Precisamente de la consumación
de ese pecado, delito, culpa, rebelión, transgresión, abominación, o como se le
quiera llamar, podemos atraer un sinfín de desgracias que evidentemente afectarán
la tierra y todo lo que sobre ella hay (Isaías 24, 20).
Sobre ese particular nos
podemos percatar como a lo largo de todos los tiempos, tales desgracias nos han maleficiado; son latentes y
están presentes en el aquí y ahora: desertificación de la tierra como
consecuencia de la sobre explotación, sobrepoblación que coadyuva al calentamiento global, uso o gestión inapropiada de la misma,
deforestación de los bosques para darle paso a la ganadería o para beneficiar
toda clase de maderas, maleficiando la fauna y la flora.
Como consecuencia su
destrucción será irreversible si no hacemos algo y pronto para contrarrestar ese
calentamiento global que ya se ve y siente a través de las sequías,
inundaciones, huracanes, hambre, pobreza, pobreza extrema y destrucción.
Con los fenómenos de la naturaleza que nos
azotaron en años recientes, podemos comprobar como una inmensa mayoría de
nuestros vecinos en Izabal y Alta Verapaz, especialmente en las áreas rurales,
están sufriendo sus embates por causa de la pandemia que en extraño maridaje
con la tormenta tropical Eta y Iota, que han dejado caos, desolación, pobrezas,
tristezas y muerte por doquier.
Hay gente que lo perdió todo: padres,
madres, cónyuges, hijos, parientes, amigos, sus pocos bienes materiales: casas,
animales y sembradíos, etcétera, etcétera.

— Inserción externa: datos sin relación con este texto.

//! Receive loop: raw bytes in, decoded events out.

use chrono::Utc;
use std::sync::Arc;
use tokio::io::{AsyncRead, AsyncReadExt};
use tokio::sync::mpsc;
use tokio::time::Instant;
use tracing::{debug, error, info, trace};

use super::state::BusState;
use crate::protocol::framer::FrameReceiver;
use crate::protocol::values::{Event, ValueDecoder};

/// Bytes requested per read
const READ_CHUNK: usize = 64;

/// Read the bus until a read fails, then stop the engine
///
/// Pushing to a full event queue blocks reading; a slow consumer therefore
/// stalls the bus reader instead of losing events.
pub(crate) async fn receive_loop<R>(mut reader: R, events: mpsc::Sender<Event>, state: Arc<BusState>)
where
    R: AsyncRead + Unpin,
{
    let mut framer = FrameReceiver::new();
    let mut decoder = ValueDecoder::new();
    let mut buf = [0u8; READ_CHUNK];

    while state.is_running() {
        let n = match reader.read(&mut buf).await {
            Ok(0) => {
                error!("Vallox bus stream closed");
                break;
            }
            Ok(n) => n,
            Err(e) => {
                error!("Failed to read from Vallox bus: {}", e);
                break;
            }
        };

        state.touch();
        framer.extend(&buf[..n]);

        while let Some(packet) = framer.next_packet() {
            match decoder.event(&packet, Instant::now(), Utc::now()) {
                Some(event) => {
                    trace!("Received {:?}", event);
                    if events.send(event).await.is_err() {
                        trace!("Event receiver dropped, discarding event");
                    }
                }
                None => debug!(
                    "Discarding packet from 0x{:02x} register 0x{:02x} value 0x{:02x}",
                    packet.source(),
                    packet.register(),
                    packet.value()
                ),
            }
        }
    }

    state.stop();
    info!(
        "Receive loop stopped ({} bytes skipped while resynchronizing)",
        framer.discarded()
    );
}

La muerte que vino la percibimos
más trágica por ser violenta y, en muchos casos prematura ¿Cuántos huérfanos,
viudas, desempleados y desposeídos nos dejó?
El pecado social que llora
sangre y clama al cielo por causa de una clase política parasitaría que
desgobierna Guatemala, en común unión con algunas maras políticas, militares y
oligárquicas que, de cuya combinación a nacido un esperpento de nombre kakistocracia, es decir, el gobierno de los
peores, los más estultos, con un enanismo ético y moral de fatales
consecuencias como jamás habíamos visto en Guatemala y, que, en estos precisos
momentos, están más ocupados y preocupados por hacer negocio; negocios nacidos
de sus entrañas más negras en perjuicio de sus coetáneos.
Alea jacta est -la suerte está echada- ante
ese abandono para remediar la pobreza y
la destrucción total y parcial de la gente más afectada, la población sin distingos de ninguna
naturaleza recurrió a la limosna y la compasión (Deuteronomio 15, 7-11), De esa manera el pueblo salió a
salvar al pueblo, con la garantía que Dios respaldará la caridad de todas esas personas de buena
voluntad; y, con la fe puesta en el futuro, Dios se hace presente con su pueblo
y camina con ellos, sufre con ellos, llora con ellos y en consecuencia se
encargará de ellos...
A ese ritmo vertiginoso en que nos amenaza
toda clase de catástrofes naturales, tenemos que hacer algo, ya. Solo
así podremos evitar la barbarie y la hecatombe que trae consigo el
calentamiento global y el gobierno de los peores…
La alianza noáquica cuyo signo es el arco iris nos alumbrará el camino …, no por algo el escudo de armas de mi ciudad natal hace alusión a esa frase: Yo pondré mi arco.